Here are the records. Write out exactly the lines between the one holding "pub fn with_element(mut" and the one holding "(Some(f), Some(l)) =>", inclusive.

[Saved data entries]
-- Opening Marker --

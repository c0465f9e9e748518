// SPDX-License-Identifier: PMPL-1.0-or-later
//! Finding model shared by the analyzers, scanner and reports.
//!
//! A failed check occurrence becomes a [`Finding`] carrying the rule it
//! broke, the WCAG criterion behind it, where it was found and who it
//! affects. Findings are collected into a [`FindingSet`].

use crate::checks::Check;
use chrono::{DateTime, Utc};
use serde::{Deserialize, Serialize};
use std::path::PathBuf;
use uuid::Uuid;

/// Severity levels for findings
#[derive(Debug, Clone, Copy, PartialEq, Eq, PartialOrd, Ord, Hash, Serialize, Deserialize)]
#[serde(rename_all = "lowercase")]
pub enum Severity {
    /// Blocks release
    Error,
    /// Should be addressed
    Warning,
}

impl Severity {
    /// Whether this severity blocks releases
    pub fn blocks_release(&self) -> bool {
        matches!(self, Severity::Error)
    }

    /// SARIF result level
    pub fn sarif_level(&self) -> &'static str {
        match self {
            Severity::Error => "error",
            Severity::Warning => "warning",
        }
    }
}

impl std::fmt::Display for Severity {
    fn fmt(&self, f: &mut std::fmt::Formatter<'_>) -> std::fmt::Result {
        match self {
            Severity::Error => write!(f, "ERROR"),
            Severity::Warning => write!(f, "WARNING"),
        }
    }
}

/// WCAG conformance level
#[derive(Debug, Clone, Copy, PartialEq, Eq, PartialOrd, Ord, Hash, Serialize, Deserialize)]
pub enum WcagLevel {
    A,
    AA,
    AAA,
}

impl std::fmt::Display for WcagLevel {
    fn fmt(&self, f: &mut std::fmt::Formatter<'_>) -> std::fmt::Result {
        match self {
            WcagLevel::A => write!(f, "A"),
            WcagLevel::AA => write!(f, "AA"),
            WcagLevel::AAA => write!(f, "AAA"),
        }
    }
}

/// Who is affected by an accessibility issue
#[derive(Debug, Clone, Copy, Default, PartialEq, Eq, Serialize, Deserialize)]
pub struct ImpactAssessment {
    /// Screen reader users
    pub blind: bool,
    pub low_vision: bool,
    pub motor: bool,
    pub cognitive: bool,
}

impl ImpactAssessment {
    /// Impact on screen reader users only
    pub fn blind() -> Self {
        Self { blind: true, ..Self::default() }
    }

    /// Impact on screen reader users and users relying on clear wording
    pub fn blind_and_cognitive() -> Self {
        Self { blind: true, cognitive: true, ..Self::default() }
    }

    /// Describe affected groups
    pub fn affected_groups(&self) -> Vec<&'static str> {
        let mut groups = Vec::new();
        if self.blind { groups.push("blind"); }
        if self.low_vision { groups.push("low-vision"); }
        if self.motor { groups.push("motor"); }
        if self.cognitive { groups.push("cognitive"); }
        groups
    }
}

/// A single accessibility issue located in a file
#[derive(Debug, Clone, Serialize, Deserialize)]
pub struct Finding {
    /// Unique identifier
    pub id: Uuid,
    /// Producing tool
    pub source: String,
    /// Rule identifier (e.g. "WCAG-1.1.1-missing-alt")
    pub rule_id: String,
    /// Human-readable rule name
    pub rule_name: String,
    /// Check that produced this finding
    pub check: Option<Check>,
    pub severity: Severity,
    pub message: String,
    /// Category (e.g. "accessibility/wcag-a")
    pub category: String,
    pub file: Option<PathBuf>,
    /// Line number (1-indexed)
    pub line: Option<usize>,
    /// Offending markup snippet
    pub element: Option<String>,
    pub suggestion: Option<String>,
    /// Whether a mechanical fix exists
    pub fixable: bool,
    pub created_at: DateTime<Utc>,
    pub wcag_criterion: Option<String>,
    pub wcag_level: Option<WcagLevel>,
    pub impact: Option<ImpactAssessment>,
}

impl Finding {
    /// Create a new finding
    pub fn new(rule_id: &str, severity: Severity, message: &str) -> Self {
        Self {
            id: Uuid::new_v4(),
            source: env!("CARGO_PKG_NAME").to_string(),
            rule_id: rule_id.to_string(),
            rule_name: rule_id.to_string(),
            check: None,
            severity,
            message: message.to_string(),
            category: String::new(),
            file: None,
            line: None,
            element: None,
            suggestion: None,
            fixable: false,
            created_at: Utc::now(),
            wcag_criterion: None,
            wcag_level: None,
            impact: None,
        }
    }

    /// Set the WCAG criterion and level; also derives the category
    pub fn with_wcag(mut self, criterion: &str, level: WcagLevel) -> Self {
        self.wcag_criterion = Some(criterion.to_string());
        self.wcag_level = Some(level);
        self.category = match level {
            WcagLevel::A => "accessibility/wcag-a".to_string(),
            WcagLevel::AA => "accessibility/wcag-aa".to_string(),
            WcagLevel::AAA => "accessibility/wcag-aaa".to_string(),
        };
        self
    }

    pub fn with_check(mut self, check: Check) -> Self {
        self.check = Some(check);
        self
    }

    pub fn with_rule_name(mut self, name: &str) -> Self {
        self.rule_name = name.to_string();
        self
    }

    pub fn with_file(mut self, file: PathBuf) -> Self {
        self.file = Some(file);
        self
    }

    pub fn with_line(mut self, line: usize) -> Self {
        self.line = Some(line);
        self
    }

    /// Set the offending element, shortened to at most 120 characters
    pub fn with_element(mut self, element: &str) -> Self {
        let snippet = if element.chars().count() > 120 {
            format!("{}...", element.chars().take(120).collect::<String>())
        } else {
            element.to_string()
        };
        self.element = Some(snippet);
        self
    }

    pub fn with_suggestion(mut self, suggestion: &str) -> Self {
        self.suggestion = Some(suggestion.to_string());
        self
    }

    pub fn as_fixable(mut self) -> Self {
        self.fixable = true;
        self
    }

    pub fn with_impact(mut self, impact: ImpactAssessment) -> Self {
        self.impact = Some(impact);
        self
    }

    /// Location string for display
    pub fn location_string(&self) -> String {
        match (&self.file, self.line) {
            (Some(f), Some(l)) => format!("{}:{}", f.display(), l),
            (Some(f), None) => f.display().to_string(),
            _ => "<unknown>".to_string(),
        }
    }
}

/// A collection of findings with aggregation methods
#[derive(Debug, Clone, Default, Serialize, Deserialize)]
pub struct FindingSet {
    pub findings: Vec<Finding>,
    /// Number of files analyzed to produce this set
    #[serde(default)]
    pub files_scanned: usize,
}

impl FindingSet {
    pub fn new() -> Self {
        Self::default()
    }

    pub fn add(&mut self, finding: Finding) {
        self.findings.push(finding);
    }

    /// Merge another set, including its scanned-file count
    pub fn merge(&mut self, other: FindingSet) {
        self.findings.extend(other.findings);
        self.files_scanned += other.files_scanned;
    }

    pub fn by_severity(&self, severity: Severity) -> Vec<&Finding> {
        self.findings.iter().filter(|f| f.severity == severity).collect()
    }

    pub fn by_check(&self, check: Check) -> Vec<&Finding> {
        self.findings.iter().filter(|f| f.check == Some(check)).collect()
    }

    pub fn errors(&self) -> Vec<&Finding> {
        self.by_severity(Severity::Error)
    }

    pub fn warnings(&self) -> Vec<&Finding> {
        self.by_severity(Severity::Warning)
    }

    pub fn has_errors(&self) -> bool {
        self.findings.iter().any(|f| f.severity == Severity::Error)
    }

    /// Whether any finding blocks a release
    pub fn blocks_release(&self) -> bool {
        self.findings.iter().any(|f| f.severity.blocks_release())
    }

    pub fn len(&self) -> usize {
        self.findings.len()
    }

    pub fn is_empty(&self) -> bool {
        self.findings.is_empty()
    }
}

impl Extend<Finding> for FindingSet {
    fn extend<I: IntoIterator<Item = Finding>>(&mut self, iter: I) {
        self.findings.extend(iter);
    }
}

#[cfg(test)]
mod tests {
    use super::*;

    #[test]
    fn test_builder_sets_category_from_level() {
        let f = Finding::new("R", Severity::Error, "msg").with_wcag("1.1.1", WcagLevel::A);
        assert_eq!(f.category, "accessibility/wcag-a");
        assert_eq!(f.wcag_criterion.as_deref(), Some("1.1.1"));
        assert_eq!(f.source, "a11y-heuristics");
    }

    #[test]
    fn test_element_snippet_is_truncated() {
        let long = format!("<a href=\"/{}\"></a>", "x".repeat(200));
        let f = Finding::new("R", Severity::Error, "msg").with_element(&long);
        let element = f.element.unwrap();
        assert!(element.ends_with("..."));
        assert_eq!(element.chars().count(), 123);
    }

    #[test]
    fn test_location_string() {
        let f = Finding::new("R", Severity::Warning, "m")
            .with_file(PathBuf::from("index.html"))
            .with_line(4);
        assert_eq!(f.location_string(), "index.html:4");
        assert_eq!(Finding::new("R", Severity::Warning, "m").location_string(), "<unknown>");
    }

    #[test]
    fn test_finding_set_aggregation() {
        let mut set = FindingSet::new();
        set.add(Finding::new("A", Severity::Error, "a").with_check(Check::AltText));
        set.add(Finding::new("B", Severity::Warning, "b").with_check(Check::HeadingStructure));
        assert_eq!(set.len(), 2);
        assert!(set.has_errors());
        assert!(set.blocks_release());
        assert_eq!(set.warnings().len(), 1);
        assert_eq!(set.by_check(Check::AltText).len(), 1);
        assert!(set.by_check(Check::LinkText).is_empty());
    }

    #[test]
    fn test_warnings_do_not_block_release() {
        let mut set = FindingSet::new();
        set.add(Finding::new("B", Severity::Warning, "b"));
        assert!(!set.blocks_release());
    }

    #[test]
    fn test_severity_serialization() {
        assert_eq!(serde_json::to_string(&Severity::Warning).unwrap(), "\"warning\"");
        assert_eq!(Severity::Error.sarif_level(), "error");
        assert!(serde_json::from_str::<Severity>("\"info\"").is_err());
    }

    #[test]
    fn test_impact_groups() {
        assert_eq!(ImpactAssessment::blind().affected_groups(), vec!["blind"]);
        assert_eq!(
            ImpactAssessment::blind_and_cognitive().affected_groups(),
            vec!["blind", "cognitive"]
        );
    }
}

-- Closing Marker --

## Solution to the problem
    pub fn with_element(mut self, element: &str) -> Self {
        let snippet = if element.chars().count() > 120 {
            format!("{}...", element.chars().take(120).collect::<String>())
        } else {
            element.to_string()
        };
        self.element = Some(snippet);
        self
    }

    pub fn with_suggestion(mut self, suggestion: &str) -> Self {
        self.suggestion = Some(suggestion.to_string());
        self
    }

    pub fn as_fixable(mut self) -> Self {
        self.fixable = true;
        self
    }

    pub fn with_impact(mut self, impact: ImpactAssessment) -> Self {
        self.impact = Some(impact);
        self
    }

    /// Location string for display
    pub fn location_string(&self) -> String {
        match (&self.file, self.line) {
            (Some(f), Some(l)) => format!("{}:{}", f.display(), l),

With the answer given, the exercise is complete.